Using Boston Consulting Group (BCG) estimates, Bernstein sizes the quantum computing total addressable market (TAM) at $90 billion to $170 billion per year by 2040. Discounting that future value back to 2026 at a 12% rate yields an approximate present-value TAM of $26.6 billion.

To translate public market valuations into implied long-term market shares, Bernstein applies a 28x price-to-earnings multiple and assumes a 30% net margin - parameters drawn from semiconductor peers such as Nvidia, Broadcom and TSMC. With those inputs, the research house reverse-engineers market-share implications from the current market capitalizations of six listed pure-play quantum companies.

Bernstein finds the combined implied share of those six public pure-plays equals 24% of the long-term TAM. The remaining 76% is attributed to larger incumbents - including IBM and Google - and a set of private players such as Alice & Bob and Pasqal.


Implied market shares and valuations for the six public pure-plays

  • IonQ: market capitalization of $21.19 billion and 2026 consensus revenue estimated at $260 million - implies an 11% market share.
  • D-Wave Quantum: market cap of $8.75 billion with estimated 2026 revenue of $43 million - implies a 5% share.
  • Rigetti Computing: market cap of $6.87 billion and estimated 2026 revenue of $24 million - implies a 4% share.
  • Xanadu: market cap of $3.87 billion - implies a 2% share.
  • Infleqtion: market cap of $3.18 billion - implies a 2% share.
  • Quantum Computing: market cap of $2.25 billion - implies a 1% share.

These implied shares reflect Bernstein's valuation framework rather than forecasts of near-term revenue growth; they are back-calculated from current equity market values using the semiconductor-like margin and multiple assumptions noted above.

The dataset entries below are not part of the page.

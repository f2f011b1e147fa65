//! Content-addressed lookup of proof nodes by their Keccak-256 hash.

use std::collections::HashMap;

use crate::error::{Result, TrieError};
use crate::keccak::keccak256;
use crate::node::ChildHandle;

/// Built once at verify entry by pairing each raw proof node with its digest.
/// Duplicate hashes are allowed; any matching occurrence may be returned.
pub struct ProofIndex<'a> {
    by_hash: HashMap<[u8; 32], &'a [u8]>,
}

impl<'a> ProofIndex<'a> {
    pub fn build(proof: &'a [Vec<u8>]) -> Self {
        let mut by_hash = HashMap::with_capacity(proof.len());
        for raw in proof {
            by_hash.insert(keccak256(raw), raw.as_slice());
        }
        Self { by_hash }
    }

    /// Resolves a hash to the raw bytes of the proof node it names.
    pub fn get(&self, hash: &[u8; 32]) -> Result<&'a [u8]> {
        self.by_hash.get(hash).copied().ok_or_else(|| {
            tracing::error!(hash = %hex_prefix(hash), "proof node missing from proof set");
            TrieError::MissingNode { hash: *hash }
        })
    }

    /// Resolves a child handle: returns inline bytes directly, or delegates
    /// to `get` for a hash handle.
    pub fn load(&self, handle: ChildHandle<'a>) -> Result<&'a [u8]> {
        match handle {
            ChildHandle::Inline(bytes) => Ok(bytes),
            ChildHandle::Hash(hash) => self.get(&hash),
        }
    }
}

fn hex_prefix(bytes: &[u8; 32]) -> String {
    bytes.iter().take(4).map(|b| format!("{b:02x}")).collect()
}
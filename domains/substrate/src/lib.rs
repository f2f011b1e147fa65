//! Substrate state-trie proof decoding: SCALE framing and bit-packed
//! headers layered on top of the shared [`trie_core`] traversal engine.

pub mod child_trie;
pub mod codec;
pub mod verify;

pub use child_trie::read_child_proof_check;
pub use codec::SubstrateDecoder;
pub use verify::verify_proof;
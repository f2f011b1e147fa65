//! Shared request/response types for verifying Merkle-Patricia trie proofs
//! across domains.

mod types;

pub use types::{Domain, MerkleProof, ProofOutput};
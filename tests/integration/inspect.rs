// This Source Code Form is subject to the terms of the Mozilla Public
// License, v. 2.0. If a copy of the MPL was not distributed with this
// file, You can obtain one at http://mozilla.org/MPL/2.0/.

use tempfile::TempDir;

use crate::*;

#[test]
fn inspect_prints_capture_summary() {
    let tmp = TempDir::new().unwrap();
    let file = write_synthetic_bst(tmp.path(), "20170910_070804_bst_00X.dat", 10);

    let result = ilofar_bst().arg("inspect").arg(&file).ok();
    assert!(result.is_ok(), "{:?}", result);
    let (stdout, _) = get_cmd_output(result);

    assert!(stdout.contains("488 channels x 10 time samples"), "{stdout}");
    assert!(stdout.contains("2017-09-10T07:08:04"), "{stdout}");
    assert!(stdout.contains("2017-09-10T07:08:13"), "{stdout}");
    assert!(stdout.contains("zone 3"), "{stdout}");
}

#[test]
fn inspect_handles_multiple_files() {
    let tmp = TempDir::new().unwrap();
    let file1 = write_synthetic_bst(tmp.path(), "20170910_070804_bst_00X.dat", 3);
    let file2 = write_synthetic_bst(tmp.path(), "20170911_080000_bst_00X.dat", 5);

    let result = ilofar_bst().arg("inspect").arg(&file1).arg(&file2).ok();
    assert!(result.is_ok(), "{:?}", result);
    let (stdout, _) = get_cmd_output(result);

    assert!(stdout.contains("488 channels x 3 time samples"), "{stdout}");
    assert!(stdout.contains("488 channels x 5 time samples"), "{stdout}");
}

#[test]
fn inspect_missing_file_fails() {
    let result = ilofar_bst()
        .arg("inspect")
        .arg("/does/not/exist/20170910_070804_bst_00X.dat")
        .ok();
    assert!(result.is_err());
    let (_, stderr) = get_cmd_output(result);
    assert!(stderr.contains("Error"), "{stderr}");
}
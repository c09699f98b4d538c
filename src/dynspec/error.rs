// This Source Code Form is subject to the terms of the Mozilla Public
// License, v. 2.0. If a copy of the MPL was not distributed with this
// file, You can obtain one at http://mozilla.org/MPL/2.0/.

//! Errors associated with background subtraction.

use thiserror::Error;

#[derive(Error, Debug)]
pub enum BackgroundError {
    #[error("The percentile must be in (0, 100], but {got} was given")]
    InvalidPercentile { got: f64 },

    #[error("No time column has a standard deviation below the requested percentile; the background spectrum would be undefined")]
    NoQuietColumns,

    #[error("Frequency channel {channel} has a zero mean in the log domain and cannot be normalised")]
    ZeroMeanChannel { channel: usize },
}
// This Source Code Form is subject to the terms of the Mozilla Public
// License, v. 2.0. If a copy of the MPL was not distributed with this
// file, You can obtain one at http://mozilla.org/MPL/2.0/.

//! The dynamic-spectrum container.
//!
//! [DynamicSpectrum] wraps a (frequency, time) intensity grid together with
//! its axes. Transforms never mutate; each one builds a new instance from
//! explicit fields, so chains of crops and background subtractions cannot
//! alias each other's data.

mod error;

pub use error::BackgroundError;

use hifitime::Epoch;
use ndarray::prelude::*;

use crate::bst::BstData;
use crate::unit_parsing::{parse_epoch, parse_freq, UnitParseError};

/// A dynamic spectrum: intensity over (frequency, time).
#[derive(Debug, Clone)]
pub struct DynamicSpectrum {
    /// Intensity with shape (frequency, time).
    data: Array2<f64>,

    /// One timestamp per grid column.
    times: Vec<Epoch>,

    /// One centre frequency per grid row \[MHz\].
    freqs: Vec<f64>,
}

impl From<BstData> for DynamicSpectrum {
    fn from(bst: BstData) -> DynamicSpectrum {
        DynamicSpectrum::new(bst.data, bst.times, bst.freqs)
    }
}

impl DynamicSpectrum {
    /// Wrap a grid and its axes. `data` must have shape
    /// (`freqs.len()`, `times.len()`).
    pub fn new(data: Array2<f64>, times: Vec<Epoch>, freqs: Vec<f64>) -> DynamicSpectrum {
        debug_assert_eq!(data.nrows(), freqs.len());
        debug_assert_eq!(data.ncols(), times.len());
        DynamicSpectrum { data, times, freqs }
    }

    pub fn data(&self) -> ArrayView2<f64> {
        self.data.view()
    }

    pub fn times(&self) -> &[Epoch] {
        &self.times
    }

    /// Centre frequencies \[MHz\].
    pub fn freqs(&self) -> &[f64] {
        &self.freqs
    }

    /// Normalise against the quietest times in the observation.
    ///
    /// The grid is taken to log10 (zero powers map to 0 rather than -inf),
    /// then each time column's standard deviation across frequency is
    /// computed. Columns whose deviation is below the given percentile of
    /// the nonzero deviations are presumed burst-free; their per-frequency
    /// mean forms the background spectrum, and every column is divided by
    /// it element-wise.
    ///
    /// `percentile` must lie in (0, 100]. If no column qualifies, the
    /// background is undefined and an error is returned.
    pub fn background_sub1(&self, percentile: f64) -> Result<DynamicSpectrum, BackgroundError> {
        if !(0.0..=100.0).contains(&percentile) || percentile == 0.0 {
            return Err(BackgroundError::InvalidPercentile { got: percentile });
        }

        let mut data = log10_or_zero(&self.data);

        let stds = data.std_axis(Axis(0), 0.0);
        let nonzero_stds: Vec<f64> = stds.iter().copied().filter(|&s| s != 0.0).collect();
        if nonzero_stds.is_empty() {
            return Err(BackgroundError::NoQuietColumns);
        }
        let threshold = percentile_of(nonzero_stds, percentile);

        let quiet: Vec<usize> = stds
            .iter()
            .enumerate()
            .filter(|&(_, &s)| s != 0.0 && s < threshold)
            .map(|(i, _)| i)
            .collect();
        if quiet.is_empty() {
            return Err(BackgroundError::NoQuietColumns);
        }

        // `quiet` is non-empty, so the mean along time exists.
        let background = data
            .select(Axis(1), &quiet)
            .mean_axis(Axis(1))
            .expect("at least one quiet column");

        for (mut row, &bg) in data.axis_iter_mut(Axis(0)).zip(background.iter()) {
            row.mapv_inplace(|v| v / bg);
        }

        Ok(DynamicSpectrum {
            data,
            times: self.times.clone(),
            freqs: self.freqs.clone(),
        })
    }

    /// Normalise each frequency channel by its own mean.
    ///
    /// The grid is taken to log10 (zero powers map to 0 rather than -inf),
    /// then each row is divided by its mean. A channel whose log-domain
    /// mean is zero cannot be normalised and produces an error.
    pub fn background_sub2(&self) -> Result<DynamicSpectrum, BackgroundError> {
        let mut data = log10_or_zero(&self.data);

        for (channel, mut row) in data.axis_iter_mut(Axis(0)).enumerate() {
            match row.mean() {
                Some(mean) if mean != 0.0 => row.mapv_inplace(|v| v / mean),
                _ => return Err(BackgroundError::ZeroMeanChannel { channel }),
            }
        }

        Ok(DynamicSpectrum {
            data,
            times: self.times.clone(),
            freqs: self.freqs.clone(),
        })
    }

    /// Keep only the times in the inclusive range [`start`, `end`] and their
    /// grid columns. An empty selection is not an error; the result simply
    /// has no columns.
    pub fn crop_time(&self, start: Epoch, end: Epoch) -> DynamicSpectrum {
        let keep: Vec<usize> = self
            .times
            .iter()
            .enumerate()
            .filter(|&(_, &t)| t >= start && t <= end)
            .map(|(i, _)| i)
            .collect();

        DynamicSpectrum {
            data: self.data.select(Axis(1), &keep),
            times: keep.iter().map(|&i| self.times[i]).collect(),
            freqs: self.freqs.clone(),
        }
    }

    /// [crop_time](Self::crop_time) with timestamp strings (compact
    /// `YYYYMMDD_HHMMSS` or ISO `YYYY-MM-DDTHH:MM:SS`).
    pub fn crop_time_str(&self, start: &str, end: &str) -> Result<DynamicSpectrum, UnitParseError> {
        Ok(self.crop_time(parse_epoch(start)?, parse_epoch(end)?))
    }

    /// Keep only the channels whose centre frequency lies in the inclusive
    /// range [`start_mhz`, `end_mhz`] and their grid rows. An empty
    /// selection is not an error; the result simply has no rows.
    pub fn crop_freq(&self, start_mhz: f64, end_mhz: f64) -> DynamicSpectrum {
        let keep: Vec<usize> = self
            .freqs
            .iter()
            .enumerate()
            .filter(|&(_, &f)| f >= start_mhz && f <= end_mhz)
            .map(|(i, _)| i)
            .collect();

        DynamicSpectrum {
            data: self.data.select(Axis(0), &keep),
            times: self.times.clone(),
            freqs: keep.iter().map(|&i| self.freqs[i]).collect(),
        }
    }

    /// [crop_freq](Self::crop_freq) with unit-tagged frequency strings
    /// (e.g. `"45MHz"`, `"8500 kHz"`; naked numbers are taken as MHz).
    pub fn crop_freq_str(&self, start: &str, end: &str) -> Result<DynamicSpectrum, UnitParseError> {
        let (start, start_unit) = parse_freq(start)?;
        let (end, end_unit) = parse_freq(end)?;
        Ok(self.crop_freq(start_unit.to_mhz(start), end_unit.to_mhz(end)))
    }
}

/// Element-wise log10, with zeros mapping to 0 instead of -inf. Negative
/// powers don't occur in BST data; if present they propagate as NaN, as
/// they would through any other statistic.
fn log10_or_zero(data: &Array2<f64>) -> Array2<f64> {
    data.mapv(|v| {
        let l = v.log10();
        if l == f64::NEG_INFINITY {
            0.0
        } else {
            l
        }
    })
}

/// The `p`-th percentile (0 < p <= 100) of `values`, with linear
/// interpolation between ranks.
fn percentile_of(mut values: Vec<f64>, p: f64) -> f64 {
    values.sort_by(f64::total_cmp);
    let rank = p / 100.0 * (values.len() - 1) as f64;
    let lo = rank.floor() as usize;
    let frac = rank - lo as f64;
    if lo + 1 < values.len() {
        values[lo] + frac * (values[lo + 1] - values[lo])
    } else {
        values[lo]
    }
}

Ratings and roles of incumbents and suppliers

Bernstein assigns IBM a "market-perform" rating with a price target of $280, noting IBM's positioning as the principal driver of the hybrid quantum-classical model through its Quantum-Centric Supercomputing architecture. Infineon is rated "outperform" with a price target of 974, a view tied to Infineon's role as the leading foundry supplying trapped-ion quantum processing units to IonQ and other customers.

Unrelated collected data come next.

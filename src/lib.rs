// This Source Code Form is subject to the terms of the Mozilla Public
// License, v. 2.0. If a copy of the MPL was not distributed with this
// file, You can obtain one at http://mozilla.org/MPL/2.0/.

/*!
Dynamic-spectrum tools for I-LOFAR beamlet statistics (BST) data.

BST capture files are decoded into a (frequency, time) intensity grid with
derived time and frequency axes; the [DynamicSpectrum] container then offers
background subtraction and cropping, each producing a new instance.
 */

pub mod bst;
pub mod cli;
pub mod constants;
pub mod dynspec;
pub mod subband;
pub mod unit_parsing;

// Re-exports.
pub use bst::{read_bst_data, BstData};
pub use cli::BstError;
pub use dynspec::DynamicSpectrum;
pub use subband::{mode_357_frequencies, subband_to_freq};
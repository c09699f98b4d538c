// This Source Code Form is subject to the terms of the Mozilla Public
// License, v. 2.0. If a copy of the MPL was not distributed with this
// file, You can obtain one at http://mozilla.org/MPL/2.0/.

//! Subband-to-frequency conversion.
//!
//! A station subband selection is a set of subband indices (0..512) plus a
//! Nyquist zone; together they determine the observed sky frequencies. Mode
//! 357 tiles three fixed selections over zones 1, 2 and 3 to cover roughly
//! 10--240 MHz with 488 beamlets.

use crate::constants::{SAMPLE_CLOCK_MHZ, SUBBANDS_PER_ZONE};

/// Convert subband indices in a given Nyquist zone to centre frequencies
/// \[MHz\]. Ordering and length of the input are preserved.
pub fn subband_to_freq<I>(subbands: I, nyquist_zone: u8) -> Vec<f64>
where
    I: IntoIterator<Item = u16>,
{
    subbands
        .into_iter()
        .map(|sb| {
            (f64::from(nyquist_zone) - 1.0 + f64::from(sb) / f64::from(SUBBANDS_PER_ZONE))
                * (SAMPLE_CLOCK_MHZ / 2.0)
        })
        .collect()
}

lazy_static::lazy_static! {
    static ref MODE_357_FREQS_MHZ: Vec<f64> = {
        let mut freqs = subband_to_freq((54..=452).step_by(2), 1);
        freqs.extend(subband_to_freq((54..=452).step_by(2), 2));
        freqs.extend(subband_to_freq((54..=228).step_by(2), 3));
        freqs
    };
}

/// The fixed mode-357 frequency axis \[MHz\], one entry per beamlet.
pub fn mode_357_frequencies() -> &'static [f64] {
    &MODE_357_FREQS_MHZ
}
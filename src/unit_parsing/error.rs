// This Source Code Form is subject to the terms of the Mozilla Public
// License, v. 2.0. If a copy of the MPL was not distributed with this
// file, You can obtain one at http://mozilla.org/MPL/2.0/.

use thiserror::Error;

#[derive(Debug, Error)]
pub enum UnitParseError {
    #[error(
        "Successfully parsed a frequency unit, but could not parse the numerical component of '{0}'"
    )]
    GotFreqUnitButCantParse(String),

    #[error("'{0}' has the form of a timestamp, but is not a valid date and time")]
    InvalidTimestamp(String),

    #[error("Could not parse '{input}' as a {unit_type}")]
    Unknown {
        input: String,
        unit_type: &'static str,
    },
}
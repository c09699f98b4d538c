// This Source Code Form is subject to the terms of the Mozilla Public
// License, v. 2.0. If a copy of the MPL was not distributed with this
// file, You can obtain one at http://mozilla.org/MPL/2.0/.

//! Print high-level information on BST capture files.

use std::path::PathBuf;

use itertools::{Itertools, MinMaxResult};
use log::info;

use super::BstError;
use crate::bst::read_bst_data;

pub(super) fn inspect(files: &[PathBuf]) -> Result<(), BstError> {
    for file in files {
        let bst = read_bst_data(file)?;
        let (num_channels, num_times) = bst.data.dim();

        info!("{}:", file.display());
        info!(
            "  {} channels x {} time samples",
            num_channels, num_times
        );

        match (bst.times.first(), bst.times.last()) {
            (Some(first), Some(last)) => info!("  time span: {} to {}", first, last),
            _ => info!("  time span: empty (truncated capture)"),
        }

        // Mode 357 is three contiguous bands, one per Nyquist zone.
        for (zone, band) in [
            &bst.freqs[..200],
            &bst.freqs[200..400],
            &bst.freqs[400..],
        ]
        .iter()
        .enumerate()
        {
            info!(
                "  zone {}: {:.3} to {:.3} MHz ({} channels)",
                zone + 1,
                band.first().unwrap(),
                band.last().unwrap(),
                band.len()
            );
        }

        match bst.data.iter().minmax() {
            MinMaxResult::MinMax(min, max) => {
                info!("  intensity range: {:.6e} to {:.6e}", min, max)
            }
            MinMaxResult::OneElement(only) => info!("  intensity: {:.6e}", only),
            MinMaxResult::NoElements => (),
        }
    }

    Ok(())
}
// This Source Code Form is subject to the terms of the Mozilla Public
// License, v. 2.0. If a copy of the MPL was not distributed with this
// file, You can obtain one at http://mozilla.org/MPL/2.0/.

/*!
Useful constants.

All frequency work is done in MHz and double precision throughout.
 */

/// The station sample clock \[MHz\]. One subband is `clock / 2 / 512` wide.
pub const SAMPLE_CLOCK_MHZ: f64 = 200.0;

/// The number of subbands per Nyquist zone.
pub const SUBBANDS_PER_ZONE: u16 = 512;

/// The station backend serialises 244 beamlets at 16 bits; lower bit depths
/// trade sample width for beamlet count, so a capture's beamlet count is
/// this product divided by its per-sample byte width.
pub const BEAMLET_BITS: f64 = 244.0 * 16.0;

/// The number of beamlets in an rcu357_1beam ("mode 357") capture:
/// 200 + 200 + 88 subbands over Nyquist zones 1, 2 and 3.
pub const MODE_357_BEAMLETS: usize = 488;

/// The time between consecutive BST samples \[seconds\].
pub const BST_SAMPLE_INTERVAL_S: f64 = 1.0;
// This Source Code Form is subject to the terms of the Mozilla Public
// License, v. 2.0. If a copy of the MPL was not distributed with this
// file, You can obtain one at http://mozilla.org/MPL/2.0/.

use byteorder::{LittleEndian, WriteBytesExt};
use criterion::*;
use hifitime::{Duration, Epoch};
use ndarray::Array2;

use ilofar_bst::constants::MODE_357_BEAMLETS;
use ilofar_bst::{mode_357_frequencies, read_bst_data, DynamicSpectrum};

/// An hour-long synthetic capture. The spectral contrast grows slowly over
/// time so that the column standard deviations are all distinct and the
/// quiet-time selection has a meaningful distribution to rank.
fn synthetic_spectrum() -> DynamicSpectrum {
    let num_times = 3600;
    let data = Array2::from_shape_fn((MODE_357_BEAMLETS, num_times), |(b, t)| {
        (10.0 * (b + 1) as f64).powf(1.0 + t as f64 / 1e5)
    });
    let start = Epoch::from_gregorian_utc(2017, 9, 10, 7, 8, 4, 0);
    let times = (0..num_times)
        .map(|i| start + Duration::from_seconds(i as f64))
        .collect();
    DynamicSpectrum::new(data, times, mode_357_frequencies().to_vec())
}

fn bst_decoding(c: &mut Criterion) {
    let tmp = tempfile::TempDir::new().unwrap();
    let path = tmp.path().join("20170910_070804_bst_00X.dat");
    let num_times = 3600;
    let mut bytes = Vec::with_capacity(num_times * MODE_357_BEAMLETS * 8);
    for t in 0..num_times {
        for b in 0..MODE_357_BEAMLETS {
            bytes
                .write_f64::<LittleEndian>(10.0 * (b + 1) as f64 + (t % 7) as f64)
                .unwrap();
        }
    }
    std::fs::write(&path, bytes).unwrap();

    c.bench_function("decode hour-long capture", |b| {
        b.iter(|| read_bst_data(&path).unwrap())
    });
}

fn background_subtraction(c: &mut Criterion) {
    let spectrum = synthetic_spectrum();

    c.bench_function("background_sub1", |b| {
        b.iter(|| spectrum.background_sub1(1.0).unwrap())
    });
    c.bench_function("background_sub2", |b| {
        b.iter(|| spectrum.background_sub2().unwrap())
    });
}

criterion_group!(benches, bst_decoding, background_subtraction);
criterion_main!(benches);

Modality competition and remaining early-stage approaches

The report emphasizes that it remains too early to declare a single modality the ultimate winner. Progress is clouded by limited public disclosure from several private companies and the rapid pace of technical innovation. Bernstein notes that photonic, topological and silicon-spin architectures remain at an early stage of development.

BCG's revenue trajectory used in the analysis places provider revenue at $1 billion to $2 billion annually before 2030, rising to $15 billion to $30 billion in the 2030-2040 decade, and ultimately reaching $90 billion to $170 billion beyond 2040 under a scenario of full fault-tolerance.


Takeaway

Bernstein's work paints a picture of a large but distributed long-term market where public pure-plays currently represent only a portion of expected value. Incumbent technology companies and private firms are expected to capture the majority of the opportunity, and the technological route that will dominate remains undecided as of the report's publication.

Risks

  • Uncertain technological outcomes - The report states it is too early to call a modality winner, with photonic, topological and silicon-spin approaches remaining early-stage; this uncertainty affects capital allocation across semiconductors and IT hardware.
  • Limited public disclosure from private players - Sparse disclosure from private companies complicates assessments of the competitive landscape and the timing of commercially relevant advances, creating uncertainty for investors in quantum-related stocks.
  • Timing of commercial viability - Bernstein and BCG place meaningful commercial revenue growth and quantum advantage around 2030 and beyond; delays in achieving fault-tolerance or commercial quantum advantage would affect revenue forecasts for hardware suppliers and service providers in the IT and semiconductor sectors.